Если бы возникла надобность спросить себя: «Что же со мной происходит?», – он бы ответил: «Дарем – один из тех, с кем мне хотелось дружить еще в школе». Но надобности задавать себе такой вопрос не возникало, и он просто продвигался вперед, стиснув зубы и отключив разум. Дни, полные противоречий, ускользали в небытие, и Морис ощущал, что обретает все более твердую почву под ногами. Остальное не имело значения. Да, он должен работать, соблюдать условности общества, но все это вторично и мало его занимает. Он рожден для другого – подняться по склону горы, протянуть руку и найти руку другого человека. Он уже забыл, насколько был близок к истерике в ту первую ночь и как чудесно исцелился. Это были ступени восхождения – они остались позади. Мысли о нежности, о каких-то чувствах никогда не посещали его. Его отношение к Дарему не было пылким. Дарему он не противен – это точно. А больше ничего и не требуется. Зачем гнать лошадей? Он даже не лелеял никаких надежд – надежды отвлекают, а сделать нужно так много…
7
В следующем семестре они сразу сблизились.
– Холл, представляете, я на каникулах чуть вам письмом не разродился, – с ходу завязал разговор Дарем.
– Да-а?
– Но так развез, что самому противно стало. Да и вообще несладко мне там пришлось.
Не уловив в его голосе особой серьезности, Морис спросил:
– А что случилось? Пересолили рождественский пудинг?
Тут же выяснилось, что со своей шуткой он попал в точку – в семье разразился крупный скандал.
– Мне бы хотелось знать ваше мнение – если от моего рассказа вы не умрете со скуки.
– Давайте, я слушаю, – подбодрил его Морис.
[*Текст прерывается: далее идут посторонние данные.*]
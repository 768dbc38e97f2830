// Copyright 2021 Cargill Incorporated
//
// Licensed under the Apache License, Version 2.0 (the "License");
// you may not use this file except in compliance with the License.
// You may obtain a copy of the License at
//
//     http://www.apache.org/licenses/LICENSE-2.0
//
// Unless required by applicable law or agreed to in writing, software
// distributed under the License is distributed on an "AS IS" BASIS,
// WITHOUT WARRANTIES OR CONDITIONS OF ANY KIND, either express or implied.
// See the License for the specific language governing permissions and
// limitations under the License.

use std::fmt;

use crate::cold_chain::addressing::{TEMPERATURE_LOG_ASSET_TYPE, VACCINE_BATCH_DOC_TYPE};
use crate::protocol::errors::BuilderError;

/// Lifecycle of a vaccine batch record. The only transition is `Created -> InTransit`.
#[derive(Debug, Clone, Copy, PartialEq, Eq, Serialize, Deserialize)]
pub enum BatchStatus {
    #[serde(rename = "Created")]
    Created,
    #[serde(rename = "In-transit")]
    InTransit,
}

impl fmt::Display for BatchStatus {
    fn fmt(&self, f: &mut fmt::Formatter) -> fmt::Result {
        match *self {
            BatchStatus::Created => write!(f, "Created"),
            BatchStatus::InTransit => write!(f, "In-transit"),
        }
    }
}

/// A batch of vaccine, kept in the private batch collection.
///
/// `manufacturer` and `vaccine_type` arrive through transient data only, so they never appear in
/// the replicated transaction payload.
#[derive(Debug, Clone, PartialEq, Serialize, Deserialize)]
pub struct VaccineBatch {
    #[serde(rename = "docType")]
    doc_type: String,
    #[serde(rename = "batchID")]
    batch_id: String,
    manufacturer: String,
    #[serde(rename = "vaccineType")]
    vaccine_type: String,
    #[serde(rename = "manufactureDate")]
    manufacture_date: String,
    #[serde(rename = "expiryDate")]
    expiry_date: String,
    #[serde(rename = "minTemp")]
    min_temp: i32,
    #[serde(rename = "maxTemp")]
    max_temp: i32,
    status: BatchStatus,
    #[serde(rename = "creationTimestamp")]
    creation_timestamp: String,
}

impl VaccineBatch {
    pub fn doc_type(&self) -> &str {
        &self.doc_type
    }
    pub fn batch_id(&self) -> &str {
        &self.batch_id
    }
    pub fn manufacturer(&self) -> &str {
        &self.manufacturer
    }
    pub fn vaccine_type(&self) -> &str {
        &self.vaccine_type
    }
    pub fn manufacture_date(&self) -> &str {
        &self.manufacture_date
    }
    pub fn expiry_date(&self) -> &str {
        &self.expiry_date
    }
    pub fn min_temp(&self) -> i32 {
        self.min_temp
    }
    pub fn max_temp(&self) -> i32 {
        self.max_temp
    }
    pub fn status(&self) -> BatchStatus {
        self.status
    }
    pub fn creation_timestamp(&self) -> &str {
        &self.creation_timestamp
    }

    /// True if `temperature` lies within the batch's inclusive safe range.
    pub fn is_within_safe_range(&self, temperature: i32) -> bool {
        self.min_temp <= temperature && temperature <= self.max_temp
    }

    pub fn into_builder(self) -> VaccineBatchBuilder {
        VaccineBatchBuilder::new()
            .with_batch_id(self.batch_id)
            .with_manufacturer(self.manufacturer)
            .with_vaccine_type(self.vaccine_type)
            .with_manufacture_date(self.manufacture_date)
            .with_expiry_date(self.expiry_date)
            .with_min_temp(self.min_temp)
            .with_max_temp(self.max_temp)
            .with_status(self.status)
            .with_creation_timestamp(self.creation_timestamp)
    }
}

impl fmt::Display for VaccineBatch {
    fn fmt(&self, f: &mut fmt::Formatter) -> fmt::Result {
        writeln!(f, "Batch ID: {}", self.batch_id)?;
        writeln!(f, "Manufacturer: {}", self.manufacturer)?;
        writeln!(f, "Vaccine Type: {}", self.vaccine_type)?;
        writeln!(f, "Manufacture Date: {}", self.manufacture_date)?;
        writeln!(f, "Expiry Date: {}", self.expiry_date)?;
        writeln!(
            f,
            "Temperature Range: {}°C to {}°C",
            self.min_temp, self.max_temp
        )?;
        write!(f, "Status: {}", self.status)
    }
}

#[derive(Default, Debug, Clone)]
pub struct VaccineBatchBuilder {
    batch_id: Option<String>,
    manufacturer: Option<String>,
    vaccine_type: Option<String>,
    manufacture_date: Option<String>,
    expiry_date: Option<String>,
    min_temp: Option<i32>,
    max_temp: Option<i32>,
    status: Option<BatchStatus>,
    creation_timestamp: Option<String>,
}

impl VaccineBatchBuilder {
    pub fn new() -> Self {
        VaccineBatchBuilder::default()
    }
    pub fn with_batch_id(mut self, value: String) -> Self {
        self.batch_id = Some(value);
        self
    }
    pub fn with_manufacturer(mut self, value: String) -> Self {
        self.manufacturer = Some(value);
        self
    }
    pub fn with_vaccine_type(mut self, value: String) -> Self {
        self.vaccine_type = Some(value);
        self
    }
    pub fn with_manufacture_date(mut self, value: String) -> Self {
        self.manufacture_date = Some(value);
        self
    }
    pub fn with_expiry_date(mut self, value: String) -> Self {
        self.expiry_date = Some(value);
        self
    }
    pub fn with_min_temp(mut self, value: i32) -> Self {
        self.min_temp = Some(value);
        self
    }
    pub fn with_max_temp(mut self, value: i32) -> Self {
        self.max_temp = Some(value);
        self
    }
    pub fn with_status(mut self, value: BatchStatus) -> Self {
        self.status = Some(value);
        self
    }
    pub fn with_creation_timestamp(mut self, value: String) -> Self {
        self.creation_timestamp = Some(value);
        self
    }
    pub fn build(self) -> Result<VaccineBatch, BuilderError> {
        let batch_id = self
            .batch_id
            .ok_or_else(|| BuilderError::MissingField("batch_id".into()))?;
        let manufacturer = self
            .manufacturer
            .ok_or_else(|| BuilderError::MissingField("manufacturer".into()))?;
        let vaccine_type = self
            .vaccine_type
            .ok_or_else(|| BuilderError::MissingField("vaccine_type".into()))?;
        let manufacture_date = self
            .manufacture_date
            .ok_or_else(|| BuilderError::MissingField("manufacture_date".into()))?;
        let expiry_date = self
            .expiry_date
            .ok_or_else(|| BuilderError::MissingField("expiry_date".into()))?;
        let min_temp = self
            .min_temp
            .ok_or_else(|| BuilderError::MissingField("min_temp".into()))?;
        let max_temp = self
            .max_temp
            .ok_or_else(|| BuilderError::MissingField("max_temp".into()))?;
        let status = self.status.unwrap_or(BatchStatus::Created);
        let creation_timestamp = self
            .creation_timestamp
            .ok_or_else(|| BuilderError::MissingField("creation_timestamp".into()))?;

        if min_temp > max_temp {
            return Err(BuilderError::InvalidField(format!(
                "min_temp {} is greater than max_temp {}",
                min_temp, max_temp
            )));
        }

        Ok(VaccineBatch {
            doc_type: VACCINE_BATCH_DOC_TYPE.to_string(),
            batch_id,
            manufacturer,
            vaccine_type,
            manufacture_date,
            expiry_date,
            min_temp,
            max_temp,
            status,
            creation_timestamp,
        })
    }
}

/// One temperature reading reported by the transporter. Readings are written once and never
/// updated.
#[derive(Debug, Clone, PartialEq, Serialize, Deserialize)]
pub struct TemperatureLog {
    #[serde(rename = "assettype")]
    asset_type: String,
    #[serde(rename = "batchID")]
    batch_id: String,
    #[serde(rename = "tempnow")]
    temp_now: i32,
    timestamp: String,
}

impl TemperatureLog {
    pub fn asset_type(&self) -> &str {
        &self.asset_type
    }
    pub fn batch_id(&self) -> &str {
        &self.batch_id
    }
    pub fn temp_now(&self) -> i32 {
        self.temp_now
    }
    pub fn timestamp(&self) -> &str {
        &self.timestamp
    }
}

/// Renders the reading the way it is shown to callers, e.g. `Temp: 5°C at 2021-06-01T10:00:00Z`.
impl fmt::Display for TemperatureLog {
    fn fmt(&self, f: &mut fmt::Formatter) -> fmt::Result {
        write!(f, "Temp: {}°C at {}", self.temp_now, self.timestamp)
    }
}

#[derive(Default, Debug, Clone)]
pub struct TemperatureLogBuilder {
    batch_id: Option<String>,
    temp_now: Option<i32>,
    timestamp: Option<String>,
}

impl TemperatureLogBuilder {
    pub fn new() -> Self {
        TemperatureLogBuilder::default()
    }
    pub fn with_batch_id(mut self, value: String) -> Self {
        self.batch_id = Some(value);
        self
    }
    pub fn with_temp_now(mut self, value: i32) -> Self {
        self.temp_now = Some(value);
        self
    }
    pub fn with_timestamp(mut self, value: String) -> Self {
        self.timestamp = Some(value);
        self
    }
    pub fn build(self) -> Result<TemperatureLog, BuilderError> {
        let batch_id = self
            .batch_id
            .ok_or_else(|| BuilderError::MissingField("batch_id".into()))?;
        let temp_now = self
            .temp_now
            .ok_or_else(|| BuilderError::MissingField("temp_now".into()))?;
        let timestamp = self
            .timestamp
            .ok_or_else(|| BuilderError::MissingField("timestamp".into()))?;

        Ok(TemperatureLog {
            asset_type: TEMPERATURE_LOG_ASSET_TYPE.to_string(),
            batch_id,
            temp_now,
            timestamp,
        })
    }
}

#[derive(Debug, Clone, Copy, PartialEq, Eq, Serialize, Deserialize)]
pub enum DeliveryState {
    #[serde(rename = "In-Transit")]
    InTransit,
    #[serde(rename = "Delivered")]
    Delivered,
}

impl fmt::Display for DeliveryState {
    fn fmt(&self, f: &mut fmt::Formatter) -> fmt::Result {
        match *self {
            DeliveryState::InTransit => write!(f, "In-Transit"),
            DeliveryState::Delivered => write!(f, "Delivered"),
        }
    }
}

/// Shared delivery progress of a batch, kept in the public keyspace. It is tracked
/// independently of the batch record's own status.
#[derive(Debug, Clone, PartialEq, Serialize, Deserialize)]
pub struct DeliveryStatus {
    #[serde(rename = "batchID")]
    batch_id: String,
    status: DeliveryState,
}

impl DeliveryStatus {
    pub fn new(batch_id: String, status: DeliveryState) -> Self {
        DeliveryStatus { batch_id, status }
    }
    pub fn batch_id(&self) -> &str {
        &self.batch_id
    }
    pub fn status(&self) -> DeliveryState {
        self.status
    }
}

#[cfg(test)]
mod tests {
    use super::*;

    use pretty_assertions::assert_eq;
    use serde_json::json;

    use crate::protocol::{FromBytes, IntoBytes};

    fn make_batch() -> VaccineBatch {
        VaccineBatchBuilder::new()
            .with_batch_id("B1".to_string())
            .with_manufacturer("Acme Biologics".to_string())
            .with_vaccine_type("mRNA".to_string())
            .with_manufacture_date("2021-05-01".to_string())
            .with_expiry_date("2022-05-01".to_string())
            .with_min_temp(2)
            .with_max_temp(8)
            .with_creation_timestamp("2021-06-01T10:00:00Z".to_string())
            .build()
            .expect("Failed to build vaccine batch")
    }

    #[test]
    // Test that a built batch starts in Created and carries the batch doc type
    fn test_vaccine_batch_builder() {
        let batch = make_batch();

        assert_eq!(batch.doc_type(), "vaccineBatch");
        assert_eq!(batch.batch_id(), "B1");
        assert_eq!(batch.status(), BatchStatus::Created);
        assert_eq!(batch.min_temp(), 2);
        assert_eq!(batch.max_temp(), 8);
    }

    #[test]
    fn test_vaccine_batch_builder_missing_field() {
        match VaccineBatchBuilder::new()
            .with_batch_id("B1".to_string())
            .build()
        {
            Err(BuilderError::MissingField(field)) => assert_eq!(field, "manufacturer"),
            res => panic!("Expected MissingField, got {:?}", res),
        }
    }

    #[test]
    fn test_vaccine_batch_builder_inverted_range() {
        let result = make_batch().into_builder().with_min_temp(9).build();
        match result {
            Err(BuilderError::InvalidField(_)) => (),
            res => panic!("Expected InvalidField, got {:?}", res),
        }
    }

    #[test]
    // Test that the stored JSON uses the field names other ledger clients expect
    fn test_vaccine_batch_json_layout() {
        let batch = make_batch()
            .into_builder()
            .with_status(BatchStatus::InTransit)
            .build()
            .unwrap();
        let value: serde_json::Value =
            serde_json::from_slice(&batch.clone().into_bytes().unwrap()).unwrap();

        assert_eq!(
            value,
            json!({
                "docType": "vaccineBatch",
                "batchID": "B1",
                "manufacturer": "Acme Biologics",
                "vaccineType": "mRNA",
                "manufactureDate": "2021-05-01",
                "expiryDate": "2022-05-01",
                "minTemp": 2,
                "maxTemp": 8,
                "status": "In-transit",
                "creationTimestamp": "2021-06-01T10:00:00Z"
            })
        );
        assert_eq!(
            VaccineBatch::from_bytes(&batch.clone().into_bytes().unwrap()).unwrap(),
            batch
        );
    }

    #[test]
    fn test_vaccine_batch_display() {
        assert_eq!(
            make_batch().to_string(),
            "Batch ID: B1\n\
             Manufacturer: Acme Biologics\n\
             Vaccine Type: mRNA\n\
             Manufacture Date: 2021-05-01\n\
             Expiry Date: 2022-05-01\n\
             Temperature Range: 2°C to 8°C\n\
             Status: Created"
        );
    }

    #[test]
    fn test_safe_range_is_inclusive() {
        let batch = make_batch();
        assert!(batch.is_within_safe_range(2));
        assert!(batch.is_within_safe_range(8));
        assert!(!batch.is_within_safe_range(1));
        assert!(!batch.is_within_safe_range(9));
    }

    #[test]
    fn test_temperature_log_json_and_display() {
        let log = TemperatureLogBuilder::new()
            .with_batch_id("B1".to_string())
            .with_temp_now(5)
            .with_timestamp("2021-06-01T10:00:00Z".to_string())
            .build()
            .unwrap();

        assert_eq!(
            serde_json::to_value(&log).unwrap(),
            json!({
                "assettype": "TemperatureLog",
                "batchID": "B1",
                "tempnow": 5,
                "timestamp": "2021-06-01T10:00:00Z"
            })
        );
        assert_eq!(log.to_string(), "Temp: 5°C at 2021-06-01T10:00:00Z");
    }

    #[test]
    fn test_delivery_status_json() {
        let status = DeliveryStatus::new("B1".to_string(), DeliveryState::InTransit);
        assert_eq!(
            serde_json::to_value(&status).unwrap(),
            json!({"batchID": "B1", "status": "In-Transit"})
        );
        let stored = br#"{"batchID":"B1","status":"Delivered"}"#;
        assert_eq!(
            DeliveryStatus::from_bytes(stored).unwrap().status(),
            DeliveryState::Delivered
        );
    }

    #[test]
    fn test_unknown_status_does_not_decode() {
        assert!(DeliveryStatus::from_bytes(br#"{"batchID":"B1","status":"Lost"}"#).is_err());
    }
}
– Мы сцепились по вопросу о религии.
В эту минуту в комнату вошел Чэпмен.
– Извини, нам нужно кое-что обсудить, – остановил его Морис.
Чэпмен ретировался.
– Зачем вы его выставили, мою дребедень в любое время можно выслушать, – запротестовал Дарем. Но стал рассказывать с воодушевлением: – Холл, не хочу вам морочить голову своими верованиями, вернее, их отсутствием, но для полной ясности надо сказать, что я не сторонник общепринятой религии. Я не христианин.
К подобной позиции Морис относился неодобрительно; участвуя в прошлом семестре в дебатах на эту тему, он сказал: если уж у тебя есть сомнения, держи их при себе – пожалей окружающих. Но сейчас он лишь заметил Дарему: вопрос этот сложный, у него много граней.
– Я знаю, дело не в этом. Тут и обсуждать нечего. – Дарем помолчал, глядя на огонь в камине. – Дело в том, как к этому отнеслась моя матушка. Я признался ей полгода назад, летом, и она восприняла мои слова вполне спокойно. Отпустила какую-то глупую шутку, как обычно, только и всего. Поговорили и забыли. Я был ей за такую забывчивость очень благодарен, ведь на меня это давило многие годы. Я не верил в Бога с детства, нашел для себя кое-что получше. Но, когда познакомился с Рисли и его компанией, понял, что о своих взглядах должен сказать вслух. Вы не знаете, как они носятся с религией – у них это прямо точка отсчета. Вот я и высказался. Мама никакого шума поднимать не стала, мол, доживешь до моих лет – поумнеешь. Я уехал довольный, с души будто камень свалился. А теперь вдруг заварилась каша.
– Почему?
– Почему? Из-за Рождества. Я не захотел причащаться. Причащаются ведь три раза в год…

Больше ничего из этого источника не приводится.